Although Watts claims he did not want to write “yet another history of English” (p. 287), his undermining of the dominant story results in exactly that. We should then consider what alternative myths and discourses are central to the new story. If Watts prefers the term “Anglo-Saxon” over “Old English” because the latter term hides the break in tradition between pre- and post-Conquest language (p. 29 and passim; the unbroken tradition myth), does the former term not ignore the cross-generational language transmission that continued despite the Norman Conquest? We may posit a wilful usurping elite myth underlying Watts’s narrative, especially from the seventeenth century onwards. Without an overt acknowledgment of this, the exasperated tone of statements as “The government, therefore, decided what was ‘correct standard English’ and not a trained applied linguist!” (p. 247, note the exclamation point) and Watts’s self-styling as someone who tackles controversial topics (e.g. p. 215) opens the text up for criticism of being quixotic.
The pervasiveness of language myths is shown by the fact that even the person identifying and deconstructing them cannot fully escape them.
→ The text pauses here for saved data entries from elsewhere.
//! RDATA type definitions.
//!
//! Only the record types a stub client commonly asks for are interpreted; the RDATA of every
//! other record is kept as [`RecordData::Raw`] bytes.

use std::fmt::Display;
use std::io::{Cursor, Read, Write};

use data_encoding::HEXUPPER;

use crate::error::DnsError;

#[cfg(feature = "serde")]
use serde::Serialize;

pub mod a;
pub mod aaaa;
pub mod cname;
pub mod mx;
pub mod txt;

pub use a::A;
pub use aaaa::AAAA;
pub use cname::CNAME;
pub use mx::MX;
pub use txt::TXT;

/// TYPE value of `A` records.
pub const TYPE_A: u16 = 1;
/// TYPE value of `CNAME` records.
pub const TYPE_CNAME: u16 = 5;
/// TYPE value of `MX` records.
pub const TYPE_MX: u16 = 15;
/// TYPE value of `TXT` records.
pub const TYPE_TXT: u16 = 16;
/// TYPE value of `AAAA` records.
pub const TYPE_AAAA: u16 = 28;

/// The record data (RDATA) for a [`Record`][super::Record].
#[cfg_attr(feature = "serde", derive(Serialize))]
#[derive(PartialEq, Eq, Clone, Debug)]
pub enum RecordData {
    A(A),
    AAAA(AAAA),
    CNAME(CNAME),
    MX(MX),
    TXT(TXT),

    /// RDATA that is not interpreted, containing the raw RDATA bytes.
    Raw(Vec<u8>),
}

/// A trait for working with the different RDATA variants.
pub trait RdataTrait: Sized + Display {
    /// Parses the RDATA from the encoded bytes, starting at `rdata`'s current position in the
    /// slice.
    ///
    /// `rdata` is a [`Cursor`] wrapping the complete DNS message that contains the RDATA. It is
    /// important that the slice contains the complete message, as this is needed for handling DNS
    /// message compression: names in RDATA may point anywhere before them in the message.
    ///
    /// `rdlength` is the byte count of the encoded RDATA that will be parsed. The caller has
    /// already checked that this many bytes are left in the message.
    fn parse_rdata(rdata: &mut Cursor<&[u8]>, rdlength: u16) -> Result<RecordData, DnsError>;

    /// Encodes the RDATA into the given `buf` and returns the number of written bytes on success.
    ///
    /// If an error is returned, no guarantees for the state of `buf` are given.
    fn encode_rdata_into(&self, buf: &mut impl Write) -> Result<u16, DnsError>;

    /// Encodes the RDATA and returns the encoded bytes.
    fn encode(&self) -> Result<Vec<u8>, DnsError> {
        let mut rdata = Vec::new();
        self.encode_rdata_into(&mut rdata)?;
        Ok(rdata)
    }
}

#[doc(hidden)]
macro_rules! impl_from_rtype {
    ($variant:ident) => {
        impl From<$variant> for RecordData {
            fn from(rdata: $variant) -> Self {
                Self::$variant(rdata)
            }
        }
    };
}

#[doc(hidden)]
macro_rules! impl_as_rtype {
    ($method:ident, $variant:ident, $doc:expr) => {
        #[doc = "Returns a reference to the inner [`"]
        #[doc = $doc]
        #[doc = "`] when called on the `"]
        #[doc = $doc]
        #[doc = "` variant. For all other variants, returns [`None`]."]
        pub fn $method(&self) -> Option<&$variant> {
            if let Self::$variant(inner) = self {
                Some(inner)
            } else {
                None
            }
        }
    };

    ($method:ident, $variant:ident) => {
        impl_as_rtype!($method, $variant, stringify!($variant));
    };
}

/// Match on every [`RecordData`] variant and execute a block for it.
///
/// `$arm` is used for the interpreted variants, `$raw_arm` for [`RecordData::Raw`]; `$inner` and
/// `$inner_raw` name the inner field in the respective arm.
macro_rules! match_rdata {
    ($self:ident, $inner:ident, $arm:block, $inner_raw:ident, $raw_arm:block) => {
        match $self {
            RecordData::A($inner) => $arm,
            RecordData::AAAA($inner) => $arm,
            RecordData::CNAME($inner) => $arm,
            RecordData::MX($inner) => $arm,
            RecordData::TXT($inner) => $arm,
            RecordData::Raw($inner_raw) => $raw_arm,
        }
    };
}

impl RecordData {
    /// Parses RDATA of the given type, selecting the variant by `rtype` and `rdlength`:
    ///
    /// | type    | rdlength | variant                  |
    /// |---------|----------|--------------------------|
    /// | `A`     | 4        | [`RecordData::A`]        |
    /// | `AAAA`  | 16       | [`RecordData::AAAA`]     |
    /// | `CNAME` | any      | [`RecordData::CNAME`]    |
    /// | `MX`    | > 3      | [`RecordData::MX`]       |
    /// | `TXT`   | > 0      | [`RecordData::TXT`]      |
    ///
    /// Everything else becomes [`RecordData::Raw`].
    ///
    /// `msg` is the complete message, positioned at the start of the RDATA. Where the cursor
    /// ends up afterwards is unspecified; [`Record::parse()`](crate::Record::parse) moves it to
    /// the end of the RDATA.
    pub fn parse(
        rtype: u16,
        msg: &mut Cursor<&[u8]>,
        rdlength: u16,
    ) -> Result<RecordData, DnsError> {
        match (rtype, rdlength) {
            (TYPE_A, 4) => A::parse_rdata(msg, rdlength),
            (TYPE_AAAA, 16) => AAAA::parse_rdata(msg, rdlength),
            (TYPE_CNAME, _) => CNAME::parse_rdata(msg, rdlength),
            (TYPE_MX, n) if n > 3 => MX::parse_rdata(msg, rdlength),
            (TYPE_TXT, n) if n > 0 => TXT::parse_rdata(msg, rdlength),
            _ => {
                let mut rdata = vec![0; rdlength as usize];
                msg.read_exact(&mut rdata)?;
                Ok(RecordData::Raw(rdata))
            }
        }
    }

    /// See [`RdataTrait::encode()`].
    pub fn encode(&self) -> Result<Vec<u8>, DnsError> {
        match_rdata!(self, rdata, { rdata.encode() }, raw, { Ok(raw.clone()) })
    }

    /// See [`RdataTrait::encode_rdata_into()`].
    pub fn encode_into(&self, buf: &mut impl Write) -> Result<u16, DnsError> {
        match_rdata!(self, rdata, { rdata.encode_rdata_into(buf) }, raw, {
            let len = checked_rdlength(raw.len())?;
            buf.write_all(raw)?;
            Ok(len)
        })
    }

    /// Returns the TYPE value that matches this RDATA, or [`None`] for [`RecordData::Raw`], which
    /// does not know its type.
    pub fn rtype(&self) -> Option<u16> {
        match self {
            RecordData::A(_) => Some(TYPE_A),
            RecordData::AAAA(_) => Some(TYPE_AAAA),
            RecordData::CNAME(_) => Some(TYPE_CNAME),
            RecordData::MX(_) => Some(TYPE_MX),
            RecordData::TXT(_) => Some(TYPE_TXT),
            RecordData::Raw(_) => None,
        }
    }

    impl_as_rtype!(as_a, A);
    impl_as_rtype!(as_aaaa, AAAA);
    impl_as_rtype!(as_cname, CNAME);
    impl_as_rtype!(as_mx, MX);
    impl_as_rtype!(as_txt, TXT);

    /// Returns the raw bytes when called on the `Raw` variant. For all other variants, returns
    /// [`None`].
    pub fn as_raw(&self) -> Option<&[u8]> {
        if let Self::Raw(raw) = self {
            Some(raw)
        } else {
            None
        }
    }
}

impl_from_rtype!(A);
impl_from_rtype!(AAAA);
impl_from_rtype!(CNAME);
impl_from_rtype!(MX);
impl_from_rtype!(TXT);

impl Display for RecordData {
    fn fmt(&self, f: &mut std::fmt::Formatter<'_>) -> std::fmt::Result {
        match_rdata!(self, rdata, { write!(f, "{}", rdata) }, data, {
            write!(f, "\\# {} {}", data.len(), HEXUPPER.encode(data))
        })
    }
}

/// Converts an encoded RDATA length to RDLENGTH, failing with [`DnsError::RdataTooLong`] if it
/// does not fit into 16 bits.
pub(crate) fn checked_rdlength(len: usize) -> Result<u16, DnsError> {
    u16::try_from(len).map_err(|_| DnsError::RdataTooLong(len))
}

/// Returns the mnemonic of the record types this crate knows about.
///
/// # Examples
/// ```rust
/// use dnswire_proto::rdata::type_name;
///
/// assert_eq!(type_name(5), Some("CNAME"));
/// assert_eq!(type_name(255), Some("ANY"));
/// assert_eq!(type_name(2), None);
/// ```
pub fn type_name(rtype: u16) -> Option<&'static str> {
    match rtype {
        TYPE_A => Some("A"),
        TYPE_CNAME => Some("CNAME"),
        TYPE_MX => Some("MX"),
        TYPE_TXT => Some("TXT"),
        TYPE_AAAA => Some("AAAA"),
        255 => Some("ANY"),
        _ => None,
    }
}

#[cfg(test)]
mod tests {
    use std::io::Cursor;
    use std::net::Ipv4Addr;

    use crate::error::DnsError;
    use crate::Name;

    use super::*;

    fn parse(rtype: u16, rdata: &[u8]) -> Result<RecordData, DnsError> {
        RecordData::parse(rtype, &mut Cursor::new(rdata), rdata.len() as u16)
    }

    #[test]
    fn selects_variant_by_type_and_length() {
        assert_eq!(
            parse(TYPE_A, &[93, 184, 216, 34]).unwrap(),
            RecordData::A(A {
                address: Ipv4Addr::new(93, 184, 216, 34)
            })
        );
        // an A record with the wrong length stays opaque
        assert_eq!(
            parse(TYPE_A, &[1, 2, 3]).unwrap(),
            RecordData::Raw(vec![1, 2, 3])
        );
        assert_eq!(
            parse(TYPE_AAAA, &[0; 4]).unwrap(),
            RecordData::Raw(vec![0; 4])
        );
        // MX needs room for the preference and at least a two-byte name
        assert_eq!(
            parse(TYPE_MX, &[0, 10, 0]).unwrap(),
            RecordData::Raw(vec![0, 10, 0])
        );
        assert_eq!(parse(2, b"\x00").unwrap(), RecordData::Raw(vec![0]));
    }

    #[test]
    fn empty_txt_does_not_underflow() {
        assert_eq!(parse(TYPE_TXT, &[]).unwrap(), RecordData::Raw(Vec::new()));
    }

    #[test]
    fn cname_rdata() {
        let rdata = parse(TYPE_CNAME, b"\x03www\x07example\x03com\x00").unwrap();
        assert_eq!(
            rdata.as_cname().unwrap().name,
            Name::from_ascii("www.example.com").unwrap()
        );
        assert_eq!(rdata.rtype(), Some(TYPE_CNAME));
    }

    #[test]
    fn raw_display() {
        let rdata = RecordData::Raw(vec![0xde, 0xad, 0xbe, 0xef]);
        assert_eq!(rdata.to_string(), "\\# 4 DEADBEEF");
        assert_eq!(rdata.rtype(), None);
        assert_eq!(rdata.encode().unwrap(), vec![0xde, 0xad, 0xbe, 0xef]);
    }

    #[test]
    fn oversized_raw_rdata() {
        let rdata = RecordData::Raw(vec![0; 65536]);
        let mut buf = Vec::new();
        assert!(matches!(
            rdata.encode_into(&mut buf),
            Err(DnsError::RdataTooLong(65536))
        ));
        assert!(buf.is_empty());

        let rdata = RecordData::Raw(vec![0; 65535]);
        assert_eq!(rdata.encode_into(&mut buf).unwrap(), 65535);
    }

    #[test]
    fn truncated_raw_rdata() {
        let mut cursor = Cursor::new(&[1u8, 2][..]);
        assert!(matches!(
            RecordData::parse(99, &mut cursor, 3),
            Err(DnsError::Truncated)
        ));
    }
}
A footnote in the chapter on the Great Vowel Shift (p. 142, note 4) claims that “It seems that speakers of English, wherever they are, whichever variety they speak, are simply inveterate vowel shifters.” Here Watts collapses different varieties into one “language”, and falls into the trap of the homogeneity myth he himself had uncovered.
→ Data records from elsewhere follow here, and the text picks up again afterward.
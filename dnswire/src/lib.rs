use std::time::Duration;

use dnswire_proto::RecordType;

pub mod net;
pub mod util;

/// Port nameservers listen on unless told otherwise.
pub const DEFAULT_PORT: u16 = 53;

/// How long to wait for a reply unless told otherwise.
pub const DEFAULT_TIMEOUT: Duration = Duration::from_secs(10);

#[derive(Clone, Debug)]
pub struct QueryMetadata {
    /// The hostname to query for, as given by the user.
    pub name: String,
    pub qtype: RecordType,
    /// IP address or hostname of the nameserver.
    pub nameserver: String,
    pub port: u16,
    /// Read timeout for the reply.
    pub timeout: Duration,
}
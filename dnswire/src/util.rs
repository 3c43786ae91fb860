//! Utility functions.

use anyhow::{Context, Result};
use dnswire_proto::{decode, encode, Message};
use log::{info, warn};

use std::time::Duration;

use crate::net::{send_query_udp, Nameserver};
use crate::QueryMetadata;

/// Builds the query for `metadata` in wire format, with a random message ID.
pub fn prepare_query(metadata: &QueryMetadata) -> Result<Vec<u8>> {
    encode(&metadata.name, metadata.qtype).context("Could not create query.")
}

/// Sends the encoded query `data` and returns the undecoded reply, its size, and the round trip
/// time.
pub fn send_query(
    metadata: &QueryMetadata,
    nameserver: &mut Nameserver,
    data: &[u8],
) -> Result<(Vec<u8>, usize, Duration)> {
    info!(
        "querying {} for {} {}",
        nameserver, metadata.name, metadata.qtype
    );
    send_query_udp(nameserver, metadata.timeout, data)
}

/// Decodes a reply, logging anything unusual about it.
pub fn parse_reply(reply: &[u8]) -> Result<Message> {
    let msg = decode(reply).context("Could not parse answer.")?;
    if msg.header.flags.truncated {
        warn!("the reply was truncated by the nameserver");
    }
    if let Some(extra) = msg.extra_data() {
        warn!("{}", extra);
    }
    Ok(msg)
}

/// Returns true iff `reply` answers `query`, judged by the message ID.
pub fn reply_matches(query: &Message, reply: &Message) -> bool {
    query.header.id == reply.header.id
}

#[cfg(test)]
mod tests {
    use std::time::Duration;

    use dnswire_proto::{decode, encode_with_id, RecordType};

    use super::*;

    fn metadata(name: &str) -> QueryMetadata {
        QueryMetadata {
            name: name.into(),
            qtype: RecordType::MX,
            nameserver: "127.0.0.1".into(),
            port: 53,
            timeout: Duration::from_secs(1),
        }
    }

    #[test]
    fn query_for_metadata() {
        let query = prepare_query(&metadata("example.org")).unwrap();
        let msg = decode(&query).unwrap();
        assert_eq!(msg.questions[0].qname, "example.org");
        assert_eq!(msg.questions[0].qtype, 15);
        assert!(msg.header.flags.recursion_desired);
    }

    #[test]
    fn invalid_hostname() {
        let err = prepare_query(&metadata("a..b")).unwrap_err();
        assert_eq!(err.to_string(), "Could not create query.");
    }

    #[test]
    fn reply_ids() {
        let query = decode(&encode_with_id("example.org", RecordType::A, 1).unwrap()).unwrap();
        let mut reply = encode_with_id("example.org", RecordType::A, 1).unwrap();
        reply[2] |= 0x80;
        let reply = parse_reply(&reply).unwrap();
        assert!(reply_matches(&query, &reply));

        let other = decode(&encode_with_id("example.org", RecordType::A, 2).unwrap()).unwrap();
        assert!(!reply_matches(&query, &other));
    }

    #[test]
    fn garbage_reply() {
        assert!(parse_reply(&[0; 5]).is_err());
    }
}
The value of LMHE lies not so much in what it says about the history of the language – the discussions of Beowulf, the Great Vowel Shift or politeness are not new and only Watts’s reinterpretation of Swift’s Proposal is a truly novel contribution at that level – but in what it contributes to the history of the history. An awareness of the myths, discourses and ideologies underlying the received history of English is vital to understanding that history. It is unfortunate that LMHE is by no means light reading that can be set on top of standard course books, and that the chapters are too interlinked to be read individually. The motivation for the book may come from undergraduate teaching (p. vii) but it may not be entirely suitable for teaching at that level. For postgraduate study and research into the history of English and historical (socio)linguistics more generally, however, where an awareness of our own ideologies is crucial, LMHE is highly recommended reading.
It seems customary to end a review by pointing out petty inconsistencies in minor details and typographical errors. After Watts’s exposure of the polite and legitimate language myths, this becomes a more self-conscious endeavour. There are quite a few typographical errors, in particular missing spaces around text in italics or boldface. The reworking for this book of material published earlier does not always result in a smoothly flowing narrative and some material may have been better placed elsewhere in the book. Furthermore, Watts’s use of she as a gender-neutral pronoun (alternating with he, but never singular they) is highly marked and not entirely free of ideology. But if a book of more than 300 pages shows some blemishes, Watts’s argument is compelling and should not be dismissed because it is not entirely polished.